Sarà possibile entrare più approfonditamente nelle caratteristiche ambientali e paessagistiche (con particolare risalto alle zone umide abitate da avifauna) e delle coltivazioni tipiche dei grandi spazi. Si visiterà una interessante villa veneta, poi in stile tipico da bassaroli si andrà a ramengo con l'incontro certo di situazioni emozionanti e rilassanti. La compagnia ci farà scoprire le scorribande da maraja de na olta. Per facilitarvi l'immersione in queste situazioni, riportiamo i ricordi appartenuti ad alcuni amici, nati e vissuti in questi luoghi, che oggi vi stanno conducendo con lo spirito fanciullesco di allora.

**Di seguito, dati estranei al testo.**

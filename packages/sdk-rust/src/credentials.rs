//! On-disk custody of single-use co-signer keypairs.
//!
//! Two directories hold the pools: *available* and *consumed*. Each
//! credential is one Solana keypair JSON file (a 64-byte array); the file
//! name is the credential's external identifier. A credential lives in
//! exactly one of the two directories; [`CredentialStore::consume`] moves it
//! across with a single rename.
//!
//! Selection is unguarded: two callers may pick the same entry before either
//! consumes it. The orchestrator goes through
//! [`CredentialReservations`](crate::reservations::CredentialReservations)
//! to get exclusive use.

use std::fs;
use std::io::ErrorKind;
use std::path::{Path, PathBuf};

use rand::Rng;
use solana_sdk::{
    pubkey::Pubkey,
    signature::{write_keypair_file, Keypair, Signer},
};

use crate::error::{Error, Result};

const KEYPAIR_EXT: &str = "json";

// ─── Handles ──────────────────────────────────────────────────────────────────

/// Reference to one credential file in the available pool.
#[derive(Debug, Clone, PartialEq, Eq, Hash)]
pub struct CredentialHandle {
    /// File name, e.g. `9xQe…chan.json`.
    pub identifier: String,
    pub path:       PathBuf,
}

/// A loaded credential: identifier plus the signing keypair.
pub struct Credential {
    pub identifier: String,
    keypair:        Keypair,
}

impl Credential {
    pub fn new(identifier: impl Into<String>, keypair: Keypair) -> Self {
        Self { identifier: identifier.into(), keypair }
    }

    /// The public identifier, used as the new token's mint address.
    pub fn pubkey(&self) -> Pubkey {
        self.keypair.pubkey()
    }

    pub fn keypair(&self) -> &Keypair {
        &self.keypair
    }

    /// Secret material in Solana keypair-file order (secret ‖ public).
    pub fn secret_bytes(&self) -> [u8; 64] {
        self.keypair.to_bytes()
    }
}

impl std::fmt::Debug for Credential {
    fn fmt(&self, f: &mut std::fmt::Formatter<'_>) -> std::fmt::Result {
        f.debug_struct("Credential")
            .field("identifier", &self.identifier)
            .field("pubkey", &self.pubkey())
            .finish_non_exhaustive()
    }
}

// ─── Store ────────────────────────────────────────────────────────────────────

/// The available / consumed keypair directories.
#[derive(Debug, Clone)]
pub struct CredentialStore {
    available_dir: PathBuf,
    consumed_dir:  PathBuf,
}

impl CredentialStore {
    pub fn new(available_dir: impl Into<PathBuf>, consumed_dir: impl Into<PathBuf>) -> Self {
        Self {
            available_dir: available_dir.into(),
            consumed_dir:  consumed_dir.into(),
        }
    }

    pub fn available_dir(&self) -> &Path {
        &self.available_dir
    }

    pub fn consumed_dir(&self) -> &Path {
        &self.consumed_dir
    }

    /// Enumerate the available pool, sorted by identifier.
    pub fn list_available(&self) -> Result<Vec<CredentialHandle>> {
        list_keypair_files(&self.available_dir)
    }

    /// Enumerate the consumed pool. A missing consumed directory is an empty
    /// pool: it is only created on the first [`consume`](Self::consume).
    pub fn list_consumed(&self) -> Result<Vec<CredentialHandle>> {
        if !self.consumed_dir.exists() {
            return Ok(Vec::new());
        }
        list_keypair_files(&self.consumed_dir)
    }

    /// Pick one available credential uniformly at random. Does not move it.
    pub fn select_random(&self) -> Result<CredentialHandle> {
        let mut handles = self.list_available()?;
        if handles.is_empty() {
            return Err(Error::NoCredentialAvailable);
        }
        let idx = rand::thread_rng().gen_range(0..handles.len());
        Ok(handles.swap_remove(idx))
    }

    /// Read and decode the keypair behind a handle.
    pub fn load(&self, handle: &CredentialHandle) -> Result<Credential> {
        let raw = fs::read(&handle.path).map_err(|e| match e.kind() {
            ErrorKind::NotFound => Error::NotFound(handle.identifier.clone()),
            _ => Error::dir_io(&handle.path, e),
        })?;
        let bytes: Vec<u8> = serde_json::from_slice(&raw).map_err(|e| {
            Error::Serialization(format!("keypair file {}: {e}", handle.identifier))
        })?;
        let keypair = Keypair::from_bytes(&bytes).map_err(|e| {
            Error::Serialization(format!("keypair file {}: {e}", handle.identifier))
        })?;
        Ok(Credential::new(handle.identifier.clone(), keypair))
    }

    /// Move `identifier` from the available pool to the consumed pool.
    ///
    /// Fails with [`Error::NotFound`] when the identifier is not currently
    /// available, including the second call for the same identifier.
    pub fn consume(&self, identifier: &str) -> Result<()> {
        if !is_plain_file_name(identifier) {
            return Err(Error::NotFound(identifier.to_string()));
        }
        let source = self.available_dir.join(identifier);
        if !source.is_file() {
            return Err(Error::NotFound(identifier.to_string()));
        }

        fs::create_dir_all(&self.consumed_dir)
            .map_err(|e| Error::dir_io(&self.consumed_dir, e))?;

        let destination = self.consumed_dir.join(identifier);
        fs::rename(&source, &destination).map_err(|e| match e.kind() {
            // Lost a race with another consumer between the check and the rename.
            ErrorKind::NotFound => Error::NotFound(identifier.to_string()),
            _ => Error::dir_io(&source, e),
        })?;

        tracing::info!(identifier, "keypair moved to consumed pool");
        Ok(())
    }

    pub fn is_available(&self, identifier: &str) -> bool {
        is_plain_file_name(identifier) && self.available_dir.join(identifier).is_file()
    }

    pub fn is_consumed(&self, identifier: &str) -> bool {
        is_plain_file_name(identifier) && self.consumed_dir.join(identifier).is_file()
    }

    /// Write a freshly generated keypair into the available pool as
    /// `<pubkey>.json` and return its handle.
    pub fn provision(&self, keypair: &Keypair) -> Result<CredentialHandle> {
        fs::create_dir_all(&self.available_dir)
            .map_err(|e| Error::dir_io(&self.available_dir, e))?;

        let identifier = format!("{}.{KEYPAIR_EXT}", keypair.pubkey());
        let path = self.available_dir.join(&identifier);
        if path.exists() || self.is_consumed(&identifier) {
            return Err(Error::Validation(format!("keypair {identifier} already provisioned")));
        }
        write_keypair_file(keypair, &path).map_err(|e| {
            Error::dir_io(&path, std::io::Error::new(ErrorKind::Other, e.to_string()))
        })?;
        Ok(CredentialHandle { identifier, path })
    }
}

// ─── Helpers ──────────────────────────────────────────────────────────────────

fn list_keypair_files(dir: &Path) -> Result<Vec<CredentialHandle>> {
    let entries = fs::read_dir(dir).map_err(|e| Error::dir_io(dir, e))?;

    let mut handles = Vec::new();
    for entry in entries {
        let entry = entry.map_err(|e| Error::dir_io(dir, e))?;
        let path = entry.path();
        if !path.is_file() || path.extension().and_then(|e| e.to_str()) != Some(KEYPAIR_EXT) {
            continue;
        }
        if let Some(name) = path.file_name().and_then(|n| n.to_str()) {
            handles.push(CredentialHandle { identifier: name.to_string(), path: path.clone() });
        }
    }
    handles.sort_by(|a, b| a.identifier.cmp(&b.identifier));
    Ok(handles)
}

/// Identifiers come from HTTP callers; only bare file names are accepted.
pub(crate) fn is_plain_file_name(identifier: &str) -> bool {
    !identifier.is_empty()
        && identifier != "."
        && identifier != ".."
        && !identifier.contains('/')
        && !identifier.contains('\\')
        && !identifier.contains('\0')
}
// Curve Launch JSON API
//
// Co-signer keypair custody, two-phase pool creation and creator pool
// listings for a bonding-curve launchpad.
//
// ── 1. Run locally ────────────────────────────────────────────────────────────
//   export RPC_URL=https://api.mainnet-beta.solana.com
//   export UPLOAD_URL=http://localhost:3001/api/upload
//   export BROADCAST_URL=http://localhost:3001/api/send-transaction
//   cargo run -p curve-launch-api
//   # Starts at http://0.0.0.0:3000 (API_HOST / API_PORT to change).
//
// ── 2. Test all endpoints ─────────────────────────────────────────────────────
//   export BASE=http://localhost:3000
//
//   # Service info + endpoint catalogue
//   curl "$BASE/"
//   curl "$BASE/health"
//
//   # Raw keypair custody
//   curl "$BASE/api/credentials/select"
//   curl -X POST "$BASE/api/credentials/retire" \
//        -H 'Content-Type: application/json' -d '{"identifier":"<FILE>.json"}'
//
//   # Pools created by a wallet
//   curl "$BASE/api/pools/by-creator?creatorAddress=<WALLET_PUBKEY>"
//
//   # Two-phase pool creation: prepare, sign in the wallet, complete
//   curl -X POST "$BASE/api/pools/prepare" \
//        -H 'Content-Type: application/json' \
//        -d '{"tokenName":"Virtual Coin","tokenSymbol":"VIRT","tokenLogo":"data:image/png;base64,...","userWallet":"<WALLET_PUBKEY>"}'
//   curl -X POST "$BASE/api/pools/complete" \
//        -H 'Content-Type: application/json' \
//        -d '{"requestId":"<ID>","signedTransaction":"<BASE64>"}'
//   curl -X DELETE "$BASE/api/pools/pending/<ID>"

pub mod config;

use std::collections::HashMap;
use std::sync::Arc;
use std::time::Duration;

use axum::{
    body::Bytes,
    extract::{Path, Query, State},
    http::StatusCode,
    response::{IntoResponse, Response},
    routing::{delete, get, post},
    Json, Router,
};
use curve_launch_sdk::{
    transaction::decode_base64, CredentialReservations, CredentialStore, Error, HttpAssetUploader,
    HttpBroadcaster, JupiterTokenClient, LogoAsset, PendingCreations, PoolCreationOrchestrator,
    PoolCreationRequest, PoolDirectoryReader, RpcPoolSource,
};
use serde_json::{json, Value};
use solana_sdk::pubkey::Pubkey;
use tower_http::cors::{Any, CorsLayer};
use tower_http::trace::TraceLayer;
use tracing::{info, warn};

pub use config::ServiceConfig;

const VERSION: &str = env!("CARGO_PKG_VERSION");
const SERVICE: &str = "curve-launch-api";

// ── State ─────────────────────────────────────────────────────────────────────

#[derive(Clone)]
pub struct AppState {
    pub store:        CredentialStore,
    pub orchestrator: Arc<PoolCreationOrchestrator>,
    pub directory:    Arc<PoolDirectoryReader>,
}

impl AppState {
    pub fn new(
        store:        CredentialStore,
        orchestrator: Arc<PoolCreationOrchestrator>,
        directory:    Arc<PoolDirectoryReader>,
    ) -> Self {
        Self { store, orchestrator, directory }
    }

    /// Wire the HTTP collaborators and on-disk pools named in `config`.
    pub fn from_config(config: &ServiceConfig) -> Self {
        let store = CredentialStore::new(&config.keypairs_dir, &config.used_keypairs_dir);
        let reservations = CredentialReservations::new(store.clone(), &config.claims_dir)
            .with_ttl(config.claim_ttl);

        let orchestrator = PoolCreationOrchestrator::new(
            Arc::new(reservations),
            Arc::new(HttpAssetUploader::new(&config.upload_url)),
            Arc::new(HttpBroadcaster::new(&config.broadcast_url)),
        )
        .with_pending(PendingCreations::new(config.pending_ttl));

        let directory = PoolDirectoryReader::new(
            Arc::new(RpcPoolSource::new(&config.rpc_url).with_program_id(config.dbc_program_id)),
            Arc::new(JupiterTokenClient::new(&config.token_api_url)),
        );

        Self::new(store, Arc::new(orchestrator), Arc::new(directory))
    }
}

// ── Router ────────────────────────────────────────────────────────────────────

pub fn router(state: AppState, cors_enabled: bool) -> Router {
    let cors = if cors_enabled {
        CorsLayer::new()
            .allow_origin(Any)
            .allow_methods(Any)
            .allow_headers(Any)
    } else {
        CorsLayer::new()
    };

    Router::new()
        .route("/",                         get(handle_root))
        .route("/health",                   get(handle_health))
        .route("/api/credentials/select",   get(handle_select))
        .route("/api/credentials/retire",   post(handle_retire))
        .route("/api/pools/by-creator",     get(handle_pools_get).post(handle_pools_post))
        .route("/api/pools/prepare",        post(handle_prepare))
        .route("/api/pools/complete",       post(handle_complete))
        .route("/api/pools/pending/:id",    delete(handle_abandon))
        .fallback(handle_not_found)
        .with_state(state)
        .layer(cors)
        .layer(TraceLayer::new_for_http())
}

/// Periodically expire pending creations and stale claims.
pub fn spawn_sweeper(
    orchestrator: Arc<PoolCreationOrchestrator>,
    every:        Duration,
) -> tokio::task::JoinHandle<()> {
    tokio::spawn(async move {
        // `interval` panics on a zero period.
        let mut ticker = tokio::time::interval(every.max(Duration::from_millis(1)));
        ticker.set_missed_tick_behavior(tokio::time::MissedTickBehavior::Delay);
        loop {
            ticker.tick().await;
            let expired = orchestrator.sweep_expired();
            if expired > 0 {
                info!(expired, "pending pool creations expired");
            }
        }
    })
}

// ── Handlers ──────────────────────────────────────────────────────────────────

/// GET /  →  service welcome with endpoint catalogue
async fn handle_root() -> Response {
    json_ok(json!({
        "service": SERVICE,
        "version": VERSION,
        "endpoints": {
            "GET    /":                        "this response",
            "GET    /health":                  "liveness check",
            "GET    /api/credentials/select":  "random available co-signer keypair",
            "POST   /api/credentials/retire":  "move a keypair to the consumed pool  {identifier}",
            "GET    /api/pools/by-creator":    "pools created by a wallet  ?creatorAddress=BASE58",
            "POST   /api/pools/by-creator":    "same, with a JSON body  {creatorAddress}",
            "POST   /api/pools/prepare":       "co-signed pool transaction  {tokenName, tokenSymbol, tokenLogo, userWallet, website?, twitter?}",
            "POST   /api/pools/complete":      "broadcast the wallet-signed transaction  {requestId, signedTransaction}",
            "DELETE /api/pools/pending/:id":   "abandon a prepared creation",
        },
    }))
}

/// GET /health  →  liveness payload
async fn handle_health(State(state): State<AppState>) -> Response {
    json_ok(json!({
        "status":  "ok",
        "service": SERVICE,
        "version": VERSION,
        "pending": state.orchestrator.pending().len(),
    }))
}

// ── Credentials ───────────────────────────────────────────────────────────────

/// GET /api/credentials/select  →  `{ secret, identifier }`
async fn handle_select(State(state): State<AppState>) -> Result<Response, ApiError> {
    let handle = state.store.select_random()?;
    let credential = state.store.load(&handle)?;
    info!(identifier = %credential.identifier, "keypair selected");

    Ok(json_ok(json!({
        "secret":     credential.secret_bytes().to_vec(),
        "identifier": credential.identifier,
    })))
}

/// POST /api/credentials/retire  →  move to the consumed pool
async fn handle_retire(State(state): State<AppState>, body: Bytes) -> Result<Response, ApiError> {
    let body = match parse_body(&body) {
        Ok(v) => v,
        Err(res) => return Ok(res),
    };
    // `keypairFileName` is accepted for older clients.
    let identifier = body["identifier"]
        .as_str()
        .or_else(|| body["keypairFileName"].as_str())
        .unwrap_or("")
        .trim()
        .to_string();
    if identifier.is_empty() {
        return Ok(json_error(StatusCode::BAD_REQUEST, "Keypair identifier is required"));
    }

    state.store.consume(&identifier)?;
    info!(%identifier, "keypair retired");
    Ok(json_ok(json!({ "success": true, "message": "Keypair moved to used_keypairs" })))
}

// ── Pools by creator ──────────────────────────────────────────────────────────

/// GET /api/pools/by-creator?creatorAddress=…
async fn handle_pools_get(
    State(state): State<AppState>,
    Query(query): Query<HashMap<String, String>>,
) -> Result<Response, ApiError> {
    list_pools(&state, query.get("creatorAddress").map(String::as_str)).await
}

/// POST /api/pools/by-creator  {creatorAddress}
async fn handle_pools_post(State(state): State<AppState>, body: Bytes) -> Result<Response, ApiError> {
    let body = match parse_body(&body) {
        Ok(v) => v,
        Err(res) => return Ok(res),
    };
    list_pools(&state, body["creatorAddress"].as_str()).await
}

async fn list_pools(state: &AppState, creator: Option<&str>) -> Result<Response, ApiError> {
    let creator = creator.map(str::trim).unwrap_or("");
    if creator.is_empty() {
        return Ok(json_error(StatusCode::BAD_REQUEST, "Missing required parameter: creatorAddress"));
    }

    info!(creator, "fetching pools by creator");
    match state.directory.list_pools_by_creator(creator).await {
        Ok(listing) => {
            info!(creator, pool_count = listing.pool_count, "pools listed");
            Ok(json_ok(json!(listing)))
        }
        Err(Error::InvalidAddress(_)) => Ok(json_error(
            StatusCode::BAD_REQUEST,
            "Invalid creator address format. Must be a valid Solana public key.",
        )),
        Err(e) => Err(ApiError::internal(e, "Internal server error while fetching pools")),
    }
}

// ── Pool creation ─────────────────────────────────────────────────────────────

/// POST /api/pools/prepare  →  co-signed transaction for the user's wallet
async fn handle_prepare(State(state): State<AppState>, body: Bytes) -> Result<Response, ApiError> {
    let body = match parse_body(&body) {
        Ok(v) => v,
        Err(res) => return Ok(res),
    };

    let user_wallet = body["userWallet"].as_str().unwrap_or("").trim();
    if user_wallet.is_empty() {
        return Ok(json_error(StatusCode::BAD_REQUEST, "Wallet not connected"));
    }
    let user_wallet: Pubkey = user_wallet
        .parse()
        .map_err(|_| Error::InvalidAddress(user_wallet.to_string()))?;

    let logo = match body["tokenLogo"].as_str().map(str::trim) {
        Some(l) if !l.is_empty() => Some(LogoAsset::from_data_url(l)?),
        _ => None,
    };
    let request = PoolCreationRequest {
        token_name:   body["tokenName"].as_str().unwrap_or("").to_string(),
        token_symbol: body["tokenSymbol"].as_str().unwrap_or("").to_string(),
        logo,
        website:      body["website"].as_str().map(str::to_string),
        twitter:      body["twitter"].as_str().map(str::to_string),
    };

    let pending = state
        .orchestrator
        .prepare(&request, user_wallet)
        .await
        .map_err(|e| ApiError::new(e, "Failed to prepare pool creation"))?;
    Ok(json_ok(json!(pending)))
}

/// POST /api/pools/complete  →  broadcast and retire
async fn handle_complete(State(state): State<AppState>, body: Bytes) -> Result<Response, ApiError> {
    let body = match parse_body(&body) {
        Ok(v) => v,
        Err(res) => return Ok(res),
    };

    let request_id = body["requestId"].as_str().unwrap_or("").trim();
    let signed = body["signedTransaction"].as_str().unwrap_or("").trim();
    if request_id.is_empty() || signed.is_empty() {
        return Ok(json_error(
            StatusCode::BAD_REQUEST,
            r#"required fields: "requestId", "signedTransaction""#,
        ));
    }

    let tx = decode_base64(signed)?;
    let outcome = state
        .orchestrator
        .complete(request_id, tx)
        .await
        .map_err(|e| ApiError::new(e, "Failed to create pool"))?;

    Ok(json_ok(json!({
        "success":   true,
        "signature": outcome.signature.to_string(),
        "mint":      outcome.mint.to_string(),
        "retired":   outcome.retired,
    })))
}

/// DELETE /api/pools/pending/:id
async fn handle_abandon(
    State(state): State<AppState>,
    Path(request_id): Path<String>,
) -> Result<Response, ApiError> {
    state.orchestrator.abandon(&request_id)?;
    Ok(json_ok(json!({ "success": true })))
}

/// Fallback for unknown routes
async fn handle_not_found() -> Response {
    json_error(StatusCode::NOT_FOUND, "not found")
}

// ── Errors ────────────────────────────────────────────────────────────────────

/// SDK error plus the generic message shown when the detail is not meant
/// for the end user.
pub struct ApiError {
    error:   Error,
    generic: &'static str,
    status:  Option<StatusCode>,
}

impl ApiError {
    pub fn new(error: Error, generic: &'static str) -> Self {
        Self { error, generic, status: None }
    }

    /// Report every failure as `500` regardless of its kind.
    pub fn internal(error: Error, generic: &'static str) -> Self {
        Self { error, generic, status: Some(StatusCode::INTERNAL_SERVER_ERROR) }
    }

    fn status(&self) -> StatusCode {
        if let Some(status) = self.status {
            return status;
        }
        match &self.error {
            Error::Validation(_) | Error::InvalidAddress(_) | Error::UserRejected(_) => {
                StatusCode::BAD_REQUEST
            }
            Error::Serialization(_) => StatusCode::UNPROCESSABLE_ENTITY,
            Error::NoCredentialAvailable | Error::NotFound(_) | Error::PendingNotFound(_) => {
                StatusCode::NOT_FOUND
            }
            Error::ClaimNotHeld(_) => StatusCode::CONFLICT,
            Error::Upload(_) | Error::Broadcast(_) | Error::Rpc(_) | Error::Http(_) => {
                StatusCode::BAD_GATEWAY
            }
            _ => StatusCode::INTERNAL_SERVER_ERROR,
        }
    }
}

impl From<Error> for ApiError {
    fn from(error: Error) -> Self {
        Self::new(error, "Internal server error")
    }
}

impl IntoResponse for ApiError {
    fn into_response(self) -> Response {
        let status = self.status();
        let body = if self.error.is_user_correctable() || status == StatusCode::NOT_FOUND {
            json!({ "success": false, "error": self.error.to_string() })
        } else {
            warn!(error = %self.error, status = status.as_u16(), "request failed");
            json!({ "success": false, "error": self.generic, "details": self.error.to_string() })
        };
        (status, Json(body)).into_response()
    }
}

// ── Helpers ───────────────────────────────────────────────────────────────────

fn json_ok(body: Value) -> Response {
    (StatusCode::OK, Json(body)).into_response()
}

fn json_error(status: StatusCode, message: &str) -> Response {
    (status, Json(json!({ "success": false, "error": message }))).into_response()
}

/// JSON object body; empty bodies read as `{}`.
fn parse_body(bytes: &Bytes) -> Result<Value, Response> {
    if bytes.iter().all(u8::is_ascii_whitespace) {
        return Ok(json!({}));
    }
    serde_json::from_slice(bytes).map_err(|_| json_error(StatusCode::BAD_REQUEST, "invalid JSON body"))
}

Così ricorda Giuseppe Merlin

"Avevo una casa, vecchia e povera, dalla quale potevo, stando a letto, vedere le stelle attraverso il tetto e con una porta d'entrata, che ben chiusa, lasciava entrare tranquillamente tutta la rosa dei venti"
"Passavo le giornate all'aria aperta. Ore ed ore ad osservare le formiche, le libellule, i maggiolini, incredibili ragnetti che vivevano nelle crepe del terreno, i girini nei fossi e la loro metamorfosi. Scoprivo nidi di uccelli sui tralci delle viti o tra i rami di salici. Imitavo il fischio dei merli, che mi rispondevano. Mi stendevo supino sull'erba a guardare l'allodola che saliva a chiocciola in alto, in alto…finchè non vedevo più nulla e pure continuavo a sentire il suo canto melodioso".

"Seduto sul sellino posteriore del Vivì fui condotto dal mio padrino, Giorgio a ricevere la Cresima. Avevo raggiunto l'uso della ragione e da qualche settimana ero stato ammesso alla prima comunione. Indossavo un completino "principe di Galles" con la regolamentare cravatta con l'elastico".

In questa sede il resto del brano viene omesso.